“We tend to think of landscapes as affecting us most strongly when we are in them or on them, when they offer us the primary sensations of touch and sight. But there are also the landscapes we bear with us in absentia, those places that live on in memory long after they have withdrawn in actuality, and such places — retreated to most often when we are most remote from them — are among the most important landscapes we possess.”
― Robert Macfarlane, The Old Ways: A Journey on Foot
Sitting outside a bakery with a six-pack of hot cross buns, a paperback and a coffee.
Shortly ago I dropped Kelly off at the nearby local hospital.
A couple of days back she slipped on some ball-bearing seedpods whilst we were out walking Juno.
A text-book banana peel fall onto her outstretched hand.

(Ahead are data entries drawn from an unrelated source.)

//! End-to-end basket analysis pipeline

use crate::{encode, rank, Apriori, MiningConfig, MiningError, MiningMetrics, RuleGenerator};
use basket_domain::{AssociationRule, FrequentItemsets, Item, Transaction};
use std::time::Instant;

/// Result of one analysis run
///
/// An empty rule list is a valid outcome meaning no rule reached the
/// confidence threshold.
#[derive(Debug, Clone, PartialEq)]
pub struct AnalysisReport {
    /// Every itemset meeting the support threshold
    pub frequent_itemsets: FrequentItemsets,

    /// Rules meeting the confidence threshold, ranked
    pub rules: Vec<AssociationRule>,

    /// Most frequent single items with their transaction counts
    pub top_items: Vec<(Item, usize)>,

    /// Search and enumeration statistics
    pub metrics: MiningMetrics,
}

impl AnalysisReport {
    /// Whether any rule met the confidence threshold
    pub fn has_rules(&self) -> bool {
        !self.rules.is_empty()
    }

    /// Generate a plain-text summary of the run
    pub fn summary(&self) -> String {
        let mut lines = vec![
            format!("Frequent itemsets: {}", self.frequent_itemsets.len()),
            format!("Rules: {}", self.rules.len()),
        ];
        if !self.top_items.is_empty() {
            lines.push("Top items:".to_string());
            for (item, count) in &self.top_items {
                lines.push(format!("  {}: {}", item, count));
            }
        }
        lines.push(String::new());
        lines.push(self.metrics.summary());
        lines.join("\n")
    }
}

/// Runs Encoder -> Apriori -> RuleGenerator -> Ranker over a batch of
/// transactions
///
/// # Examples
///
/// ```
/// use basket_miner::{BasketAnalyzer, MiningConfig};
///
/// # fn main() -> Result<(), basket_miner::MiningError> {
/// let analyzer = BasketAnalyzer::new(MiningConfig::default())?;
/// let report = analyzer.analyze_labels(vec![
///     vec!["Milk", "Eggs"],
///     vec!["Milk", "Eggs", "Bread"],
///     vec!["Eggs", "Bread"],
///     vec!["Milk", "Bread"],
/// ])?;
///
/// assert_eq!(report.frequent_itemsets.len(), 6);
/// // No rule reaches 70% confidence here; that is not an error
/// assert!(!report.has_rules());
/// # Ok(())
/// # }
/// ```
#[derive(Debug, Clone)]
pub struct BasketAnalyzer {
    config: MiningConfig,
    miner: Apriori,
    rule_generator: RuleGenerator,
}

impl BasketAnalyzer {
    /// Create an analyzer, validating the configuration up front
    pub fn new(config: MiningConfig) -> Result<Self, MiningError> {
        config.validate()?;

        let miner = Apriori::new(config.min_support)?
            .with_max_len(config.max_len)?
            .with_parallel(config.parallel);
        let rule_generator = RuleGenerator::new(config.min_confidence)?
            .with_pruning(config.prune_rules)
            .with_parallel(config.parallel);

        Ok(Self {
            config,
            miner,
            rule_generator,
        })
    }

    /// Get the active configuration
    pub fn config(&self) -> &MiningConfig {
        &self.config
    }

    /// Run the full pipeline once
    ///
    /// # Errors
    /// Returns [`MiningError::EmptyInput`] when `transactions` is empty
    pub fn analyze(&self, transactions: &[Transaction]) -> Result<AnalysisReport, MiningError> {
        let start = Instant::now();
        tracing::info!(
            "Analyzing {} transactions (min_support {}, min_confidence {})",
            transactions.len(),
            self.config.min_support,
            self.config.min_confidence
        );

        let encoded = encode(transactions)?;
        let mut metrics = MiningMetrics::new();
        metrics.transactions = encoded.transaction_count();
        metrics.universe_size = encoded.universe().len();

        let frequent_itemsets = self.miner.mine_encoded(&encoded, &mut metrics);
        if frequent_itemsets.is_empty() {
            tracing::warn!(
                "No itemset reached min_support {}; rule generation skipped",
                self.config.min_support
            );
        } else {
            tracing::info!(
                "Found {} frequent itemsets (largest has {} items)",
                frequent_itemsets.len(),
                frequent_itemsets.max_size()
            );
        }

        let rules = rank(
            self.rule_generator
                .generate_with_metrics(&frequent_itemsets, &mut metrics),
        );
        if rules.is_empty() {
            tracing::info!(
                "No rule reached min_confidence {}",
                self.config.min_confidence
            );
        }

        let top_items = encoded.top_items(self.config.top_items);
        metrics.elapsed_ms = start.elapsed().as_millis() as u64;

        tracing::info!(
            "Analysis complete: {} itemsets, {} rules in {}ms",
            frequent_itemsets.len(),
            rules.len(),
            metrics.elapsed_ms
        );

        Ok(AnalysisReport {
            frequent_itemsets,
            rules,
            top_items,
            metrics,
        })
    }

    /// Run the pipeline over baskets given as raw labels
    pub fn analyze_labels<B, I, T>(&self, baskets: B) -> Result<AnalysisReport, MiningError>
    where
        B: IntoIterator<Item = I>,
        I: IntoIterator<Item = T>,
        T: Into<Item>,
    {
        let transactions: Vec<Transaction> = baskets.into_iter().map(Transaction::new).collect();
        self.analyze(&transactions)
    }
}

#[cfg(test)]
mod tests {
    use super::*;
    use basket_domain::Itemset;

    #[test]
    fn test_invalid_config_is_rejected() {
        let config = MiningConfig {
            min_confidence: 0.0,
            ..MiningConfig::default()
        };
        assert!(matches!(
            BasketAnalyzer::new(config),
            Err(MiningError::InvalidParameter { name: "min_confidence", .. })
        ));
    }

    #[test]
    fn test_empty_input() {
        let analyzer = BasketAnalyzer::new(MiningConfig::default()).unwrap();
        assert_eq!(analyzer.analyze(&[]), Err(MiningError::EmptyInput));
    }

    #[test]
    fn test_report_contents() {
        let config = MiningConfig {
            min_support: 1.0,
            min_confidence: 1.0,
            top_items: 1,
            ..MiningConfig::default()
        };
        let analyzer = BasketAnalyzer::new(config).unwrap();
        let report = analyzer.analyze_labels(vec![vec!["A", "B"]]).unwrap();

        assert_eq!(report.frequent_itemsets.len(), 3);
        assert!(report.has_rules());
        assert_eq!(report.rules.len(), 2);
        assert_eq!(report.rules[0].antecedent(), &Itemset::new(["A"]));
        assert_eq!(report.top_items, vec![(Item::from("A"), 1)]);

        assert_eq!(report.metrics.transactions, 1);
        assert_eq!(report.metrics.universe_size, 2);
        assert_eq!(report.metrics.rules_retained, 2);
    }

    #[test]
    fn test_summary() {
        let analyzer = BasketAnalyzer::new(MiningConfig::default()).unwrap();
        let report = analyzer
            .analyze_labels(vec![vec!["Milk", "Eggs"], vec!["Milk"]])
            .unwrap();

        let summary = report.summary();
        assert!(summary.contains("Frequent itemsets: 3"));
        assert!(summary.contains("Rules: 1"));
        assert!(summary.contains("  Milk: 2"));
        assert!(summary.contains("Transactions: 2"));
    }
}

Two days later and her wrist was still pretty tender. So after attending a nurse-led clinic for assessment…it was off to hospital for a CT of her wrist.
One hot cross bun later, Kelly called me to let me know she has a fractured scaphoid bone. That’s 8 weeks in a splint.
Kelly was due to retire in about 3 weeks from now. So the unexpected sick leave has wiped her slate of remaining shifts clean.
As of today, Kelly is retired.
After 39 years nursing, it will no doubt take a while to process, and let go, and adjust to this sudden deviation from the old ways.